Wie soll es weitergehen im Bilsteintal? Diese Frage bewegt seit dem Sommer 2010 den "Initiativkreis Bilsteintal", einen bisher lockeren Zusammenschluss verschiedener interessierter Leute, die sich vorgenommen haben, im Bilsteintal wirklich etwas zum Positiven zu verändern.
Logo des Initiativkreises Bilsteintal
Erstes Treffen am 23. August 2010:
"Zukunftswerkstatt" des Initiativkreises |
Im Sommer gab es ein erstes Treffen, seitdem ist schon viel erreicht worden. Ansatzpunkt des Initiativkreises war die Rettung der Alten Jugendherberge. Es erschien wenig sinnvoll, neben den bisherigen Akteuren im Tal nun einen weiteren zu installieren, sich also in eine ungünstige Wettbewerbs-Situation zu manövrieren. Statt dessen wurde von Anfang an das Modell des "Angebots aus einer Hand" favorisiert: Bilsteinhöhle, Wildpark und Jugendherberge sollten in eine Hand genommen werden, in die Hand eines gemeinnützigen Trägervereins.
Es hat interne Besprechungen gegeben, im Initiativkreis, mit Vertretern der Stadtverwaltung, Führungen und Vor-Ort-Termine, auch öffentliche Veranstaltungen (eine Zukunftswerkstatt und einen Erkundungsspaziergang) - der Initiativkreis war und ist stets offen, für neue Leute und neue Ideen. Schließlich wurden alle Überlegungen in einen ersten Konzept-Entwurf zusammengetragen. Aus diesem wurde ein Kurz-Konzept entwickelt. Mit diesem Kurz-Konzept sollte nun die Öffentlichkeit der Politik gesucht werden. Denn sowohl der Initiativkreis als auch die Stadtverwaltung standen vor einem Problem: Wie sollte es weitergehen? Mit welcher Legitimation agiert dieser Kreis überhaupt? Es wurde klar: Zu diesem Zeitpunkt ist ein Votum der Politik nötig, ob man sich eine Zukunft im Bilsteintal unter der Führung eines gemeinnützigen Trägervereins vorstellen kann, der aus dem Initiativkreis hervorgehen soll.
So gab es Besprechungen mit der Ausschußvorsitzenden des zuständigen Ausschusses für Kultur und Touristik (Elke Ibing), die sich für die kurzfristige Aufnahme des Tagesordnungspunktes einsetzte, mit Bürgermeister und Kämmerer, schließlich eine Vorstellungsrunde in den Fraktionen von BG, CDU und SPD. Die Initiativkreis-Mitglieder waren über die breite Zustimmung selbst überrascht.
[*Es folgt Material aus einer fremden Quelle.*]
// Drag and resize gestures
//
// A gesture is an explicit value moved through its transitions:
// Idle -> Dragging -> (Dropped | Cancelled).
// The dragged event itself is never modified; the candidate lives in the
// gesture until the caller applies the drop.

use chrono::{Duration, NaiveDateTime, NaiveTime};

use crate::models::event::Event;
use crate::models::interval::TimeInterval;
use crate::models::layout::ResourceKey;
use crate::models::range::ViewRange;
use crate::models::resource::ResourceId;
use crate::models::settings::LayoutConfig;
use crate::services::engine::{LayoutEngine, LayoutPass};
use crate::services::error::LayoutError;

/// Event id carried by the preview of an item dragged in from outside.
pub const EXTERNAL_PREVIEW_ID: i64 = i64::MIN;

/// Which edge of the event is being resized
#[derive(Clone, Copy, Debug, PartialEq, Eq)]
pub enum ResizeHandle {
    /// Top edge - adjusts start time
    Top,
    /// Bottom edge - adjusts end time
    Bottom,
    /// Left edge - adjusts start date (multi-day events)
    Left,
    /// Right edge - adjusts end date (multi-day events)
    Right,
}

impl ResizeHandle {
    /// Returns true if this handle adjusts time (vertical drag)
    pub fn is_vertical(&self) -> bool {
        matches!(self, ResizeHandle::Top | ResizeHandle::Bottom)
    }

    /// Returns true if this handle adjusts date (horizontal drag)
    pub fn is_horizontal(&self) -> bool {
        matches!(self, ResizeHandle::Left | ResizeHandle::Right)
    }

    fn moves_start(&self) -> bool {
        matches!(self, ResizeHandle::Top | ResizeHandle::Left)
    }
}

#[derive(Clone, Copy, Debug, PartialEq, Eq)]
pub enum GestureKind {
    Move,
    Resize(ResizeHandle),
}

/// Something dragged in from outside the calendar.
#[derive(Clone, Debug, PartialEq)]
pub struct ExternalItem {
    pub title: String,
    pub duration: Duration,
    pub all_day: bool,
    /// Items that may be dragged over the grid but never dropped on it.
    pub droppable: bool,
}

impl ExternalItem {
    pub fn new(title: impl Into<String>, duration: Duration) -> Self {
        Self {
            title: title.into(),
            duration,
            all_day: false,
            droppable: true,
        }
    }
}

#[derive(Clone, Debug, PartialEq)]
pub enum DragSubject {
    Existing(Event),
    External(ExternalItem),
}

/// Grid cell under the pointer.
#[derive(Clone, Debug, PartialEq)]
pub struct DropTarget {
    /// Column resource; `ResourceKey::All` keeps the subject's resource.
    pub resource: ResourceKey,
    pub all_day_slot: bool,
}

impl DropTarget {
    pub fn time_grid(resource: ResourceKey) -> Self {
        Self {
            resource,
            all_day_slot: false,
        }
    }

    pub fn all_day(resource: ResourceKey) -> Self {
        Self {
            resource,
            all_day_slot: true,
        }
    }
}

/// One pointer tick. `delta` is measured from where the gesture started, so
/// a late tick simply replaces the previous candidate.
#[derive(Clone, Debug, PartialEq)]
pub struct PointerMove {
    pub delta: Duration,
    /// `None` while the pointer is outside every valid drop target.
    pub target: Option<DropTarget>,
}

/// Bounds and snapping unit of the grid a gesture runs on.
#[derive(Clone, Copy, Debug, PartialEq, Eq)]
pub struct DragGrid {
    pub bounds: TimeInterval,
    pub snap: Duration,
}

impl DragGrid {
    pub fn new(range: &ViewRange, config: &LayoutConfig) -> Self {
        Self {
            bounds: range.bounds(),
            snap: config.min_slot_duration(),
        }
    }

    /// Round `instant` to the nearest grid line of its day.
    fn snap_instant(&self, instant: NaiveDateTime) -> NaiveDateTime {
        let midnight = instant.date().and_time(NaiveTime::MIN);
        midnight + snap_duration(instant - midnight, self.snap)
    }

    /// Shift `interval` back inside the grid, keeping its length when it fits.
    fn clamp_move(&self, interval: TimeInterval) -> TimeInterval {
        let bounds = self.bounds;
        if interval.duration() >= bounds.duration() {
            return bounds;
        }
        if interval.start < bounds.start {
            interval.shifted(bounds.start - interval.start)
        } else if interval.end > bounds.end {
            interval.shifted(bounds.end - interval.end)
        } else {
            interval
        }
    }

    /// Pull resized edges inside the grid. The start is placed first so the
    /// end can still keep one snap unit whenever the grid is long enough.
    fn clamp_edges(&self, interval: TimeInterval) -> TimeInterval {
        let latest_start = (self.bounds.end - self.snap).max(self.bounds.start);
        let start = interval.start.clamp(self.bounds.start, latest_start);
        let end = interval.end.max(start + self.snap).min(self.bounds.end);
        TimeInterval::new(start, end)
    }
}

/// Whole-day cells covered by an all-day candidate: the start floored to
/// midnight and the length rounded up to at least one day.
pub fn all_day_span(interval: TimeInterval) -> TimeInterval {
    let start = interval.start.date().and_time(NaiveTime::MIN);
    let day_secs = Duration::days(1).num_seconds();
    let secs = interval.duration().num_seconds().max(1);
    let days = (secs + day_secs - 1) / day_secs;
    TimeInterval::new(start, start + Duration::days(days))
}

/// Round `delta` to the nearest multiple of `unit` (halves away from zero).
pub fn snap_duration(delta: Duration, unit: Duration) -> Duration {
    let unit_secs = unit.num_seconds();
    if unit_secs <= 0 {
        return delta;
    }
    let secs = delta.num_seconds();
    let steps = if secs >= 0 {
        (secs + unit_secs / 2) / unit_secs
    } else {
        -((-secs + unit_secs / 2) / unit_secs)
    };
    Duration::seconds(steps * unit_secs)
}

/// State of a gesture in progress.
#[derive(Clone, Debug, PartialEq)]
pub struct DragState {
    pub subject: DragSubject,
    pub kind: GestureKind,
    pub original: TimeInterval,
    pub grid: DragGrid,
    pub candidate: TimeInterval,
    pub candidate_resource: Option<ResourceId>,
    pub candidate_all_day: bool,
    /// Last hovered target, `None` when outside the grid.
    pub target: Option<DropTarget>,
    /// Set when the latest candidate had to be pulled back into the grid.
    pub out_of_bounds: Option<LayoutError>,
}

impl DragState {
    fn subject_resource(&self) -> Option<ResourceId> {
        match &self.subject {
            DragSubject::Existing(event) => event.resource_id.clone(),
            DragSubject::External(_) => None,
        }
    }

    fn subject_all_day(&self) -> bool {
        match &self.subject {
            DragSubject::Existing(event) => event.all_day,
            DragSubject::External(item) => item.all_day,
        }
    }

    /// The candidate as an event, with the id it is previewed under.
    pub fn candidate_event(&self) -> Event {
        let base = match &self.subject {
            DragSubject::Existing(event) => event.clone(),
            DragSubject::External(item) => Event {
                id: EXTERNAL_PREVIEW_ID,
                title: item.title.clone(),
                start: self.candidate.start,
                end: self.candidate.end,
                resource_id: None,
                all_day: item.all_day,
                draggable: true,
            },
        };
        Event {
            resource_id: self.candidate_resource.clone(),
            all_day: self.candidate_all_day,
            ..base.with_interval(self.candidate)
        }
    }

    fn update(&mut self, tick: PointerMove) {
        let all_day = self.subject_all_day()
            || tick.target.as_ref().map_or(false, |target| target.all_day_slot);

        let requested = match self.kind {
            GestureKind::Move => {
                if all_day {
                    let start = self.original.start + snap_duration(tick.delta, Duration::days(1));
                    all_day_span(TimeInterval::new(start, start + self.original.duration()))
                } else {
                    let start = self.grid.snap_instant(self.original.start + tick.delta);
                    TimeInterval::new(start, start + self.original.duration())
                }
            }
            GestureKind::Resize(handle) => self.resized(handle, tick.delta),
        };

        let clamped = match self.kind {
            GestureKind::Move => self.grid.clamp_move(requested),
            GestureKind::Resize(_) => self.grid.clamp_edges(requested),
        };
        self.out_of_bounds = (clamped != requested).then(|| {
            log::debug!("Drag candidate {:?} clamped to {:?}", requested, clamped);
            LayoutError::GestureOutOfBounds { requested, clamped }
        });
        self.candidate = clamped;

        if self.kind == GestureKind::Move {
            self.candidate_all_day = all_day;
            self.candidate_resource = match tick.target.as_ref().map(|t| &t.resource) {
                Some(ResourceKey::Resource(id)) => Some(id.clone()),
                Some(ResourceKey::Unassigned) => None,
                Some(ResourceKey::All) | None => self.subject_resource(),
            };
        }
        self.target = tick.target;
    }

    /// Move one edge, keeping at least one snap unit between the edges.
    /// Left/Right move by whole days.
    fn resized(&self, handle: ResizeHandle, delta: Duration) -> TimeInterval {
        let unit = if self.candidate_all_day {
            Duration::days(1)
        } else {
            self.grid.snap
        };
        let delta = if handle.is_horizontal() {
            snap_duration(delta, Duration::days(1))
        } else {
            delta
        };
        let original = self.original;

        if handle.moves_start() {
            let mut start = original.start + delta;
            if handle.is_vertical() {
                start = self.grid.snap_instant(start);
            }
            TimeInterval::new(start.min(original.end - unit), original.end)
        } else {
            let mut end = original.end + delta;
            if handle.is_vertical() {
                end = self.grid.snap_instant(end);
            }
            TimeInterval::new(original.start, end.max(original.start + unit))
        }
    }
}
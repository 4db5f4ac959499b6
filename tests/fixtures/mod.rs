// Test fixtures - reusable test data
// Provides consistent test data across all test files

#![allow(dead_code)]

use chrono::{NaiveDate, NaiveDateTime};
use rust_calendar_layout::{Event, Resource, ResourceSet};

/// Sample dates for testing
pub mod dates {
    use super::*;

    /// April 2015, the month the resource demo data lives in
    pub fn april(day: u32) -> NaiveDate {
        NaiveDate::from_ymd_opt(2015, 4, day).unwrap()
    }

    pub fn at(day: u32, hour: u32, minute: u32) -> NaiveDateTime {
        april(day).and_hms_opt(hour, minute, 0).unwrap()
    }
}

/// Sample resources for testing
pub mod resources {
    use super::*;

    /// Rooms A, B and C
    pub fn rooms() -> ResourceSet {
        ResourceSet::new([
            Resource::new("a", "Room A"),
            Resource::new("b", "Room B"),
            Resource::new("c", "Room C"),
        ])
    }
}

/// Sample events for testing
pub mod events {
    use super::dates::at;
    use super::*;

    pub fn timed(id: i64, title: &str, start: NaiveDateTime, end: NaiveDateTime) -> Event {
        Event::new(id, title, start, end).unwrap()
    }

    pub fn booked(id: i64, title: &str, room: &str, start: NaiveDateTime, end: NaiveDateTime) -> Event {
        Event::builder()
            .id(id)
            .title(title)
            .start(start)
            .end(end)
            .resource(room)
            .build()
            .unwrap()
    }

    /// Room bookings over April 3rd to 5th, three identical slots on the 4th
    pub fn room_bookings() -> Vec<Event> {
        vec![
            booked(1, "Rencontre", "a", at(3, 5, 30), at(3, 10, 30)),
            booked(2, "Another Meeting", "b", at(5, 2, 30), at(5, 4, 30)),
            booked(3, "A", "a", at(4, 5, 30), at(4, 10, 30)),
            booked(4, "B", "b", at(4, 5, 30), at(4, 10, 30)),
            booked(5, "C", "c", at(4, 5, 30), at(4, 10, 30)),
        ]
    }

    /// Three-day all-day conference starting April 3rd
    pub fn conference() -> Event {
        Event::builder()
            .id(10)
            .title("All Day Conference")
            .start(at(3, 0, 0))
            .end(at(6, 0, 0))
            .all_day(true)
            .build()
            .unwrap()
    }

    /// Overnight event running from the evening of the 3rd into the 4th
    pub fn night_shift() -> Event {
        timed(11, "Night Shift", at(3, 22, 0), at(4, 6, 0))
    }
}
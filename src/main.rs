// Calendar Layout
// Main entry point

use std::process;
use std::str::FromStr;

use clap::Parser;
use log::LevelFilter;

use rust_calendar_layout::cli::{self, Args};

fn main() {
    let args = Args::parse();

    // Initialize logging
    let log_level = LevelFilter::from_str(&args.log_level).unwrap_or_else(|_| {
        eprintln!("Invalid log level: {}. Using 'warn' instead.", args.log_level);
        LevelFilter::Warn
    });
    env_logger::Builder::from_env(env_logger::Env::default())
        .filter_level(log_level)
        .init();

    log::info!("Starting calendar layout");

    match cli::run(&args) {
        Ok(output) => print!("{}", output),
        Err(err) => {
            log::error!("{:#}", err);
            eprintln!("Error: {:#}", err);
            process::exit(1);
        }
    }
}
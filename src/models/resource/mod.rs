// Resource module
// Resources (rooms, people, ...) that own a column in resource views

use std::fmt;

use serde::{Deserialize, Serialize};

/// Identifier of a resource as supplied by the caller.
#[derive(Debug, Clone, PartialEq, Eq, Hash, PartialOrd, Ord, Serialize, Deserialize)]
#[serde(transparent)]
pub struct ResourceId(String);

impl ResourceId {
    pub fn as_str(&self) -> &str {
        &self.0
    }
}

impl From<&str> for ResourceId {
    fn from(value: &str) -> Self {
        Self(value.to_string())
    }
}

impl From<String> for ResourceId {
    fn from(value: String) -> Self {
        Self(value)
    }
}

impl fmt::Display for ResourceId {
    fn fmt(&self, f: &mut fmt::Formatter<'_>) -> fmt::Result {
        f.write_str(&self.0)
    }
}

#[derive(Debug, Clone, PartialEq, Eq, Serialize, Deserialize)]
pub struct Resource {
    pub id: ResourceId,
    pub title: String,
}

impl Resource {
    pub fn new(id: impl Into<ResourceId>, title: impl Into<String>) -> Self {
        Self {
            id: id.into(),
            title: title.into(),
        }
    }
}

/// The active resources of a view, in column order.
#[derive(Debug, Clone, Default, PartialEq, Eq, Serialize, Deserialize)]
#[serde(transparent)]
pub struct ResourceSet {
    resources: Vec<Resource>,
}

impl ResourceSet {
    /// Build a set from resources in display order. Later duplicates of an id
    /// are dropped.
    pub fn new(resources: impl IntoIterator<Item = Resource>) -> Self {
        let mut set = Self::default();
        for resource in resources {
            if set.contains(&resource.id) {
                log::warn!("Duplicate resource id '{}' ignored", resource.id);
                continue;
            }
            set.resources.push(resource);
        }
        set
    }

    pub fn is_empty(&self) -> bool {
        self.resources.is_empty()
    }

    pub fn len(&self) -> usize {
        self.resources.len()
    }

    pub fn iter(&self) -> impl Iterator<Item = &Resource> {
        self.resources.iter()
    }

    pub fn contains(&self, id: &ResourceId) -> bool {
        self.resources.iter().any(|r| &r.id == id)
    }

    pub fn get(&self, id: &ResourceId) -> Option<&Resource> {
        self.resources.iter().find(|r| &r.id == id)
    }

    /// Column position of `id`
    pub fn position(&self, id: &ResourceId) -> Option<usize> {
        self.resources.iter().position(|r| &r.id == id)
    }
}

impl FromIterator<Resource> for ResourceSet {
    fn from_iter<T: IntoIterator<Item = Resource>>(iter: T) -> Self {
        Self::new(iter)
    }
}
Sie zeigte vor allem eines: Die Politik ist es nach über zehn Jahren leid, es soll sich endlich etwas tun im Bilsteintal.
Das gleiche Bild zeigte sich auch am Mittwoch, dem 19. Januar 2011, im Kulturausschuss: Einhellige Zustimmung aus der Politik aus allen Fraktionen und die klare Aufforderung, weiter in diese Richtung zu gehen, Verhandlungen mit der Stadtverwaltung über eine Übernahme zu führen. Dass es noch ein weiter Weg sein wird, das ist allen Beteiligten klar, denn ein solcher Vertrag ist alles andere als alltägliches Geschäft. Zahlreiche Details sind zu regeln und zu klären. Aber bei gutem Willen aller Beteiligten, müsste es eigentlich in absehbarer Zeit möglich sein, die offenen Fragen zu klären. Ideen gibt es genug, Engagement und guten Willen - es wird Zeit, diese in konkrete Taten für eine gute Zukunft im Bilsteintal umzusetzen.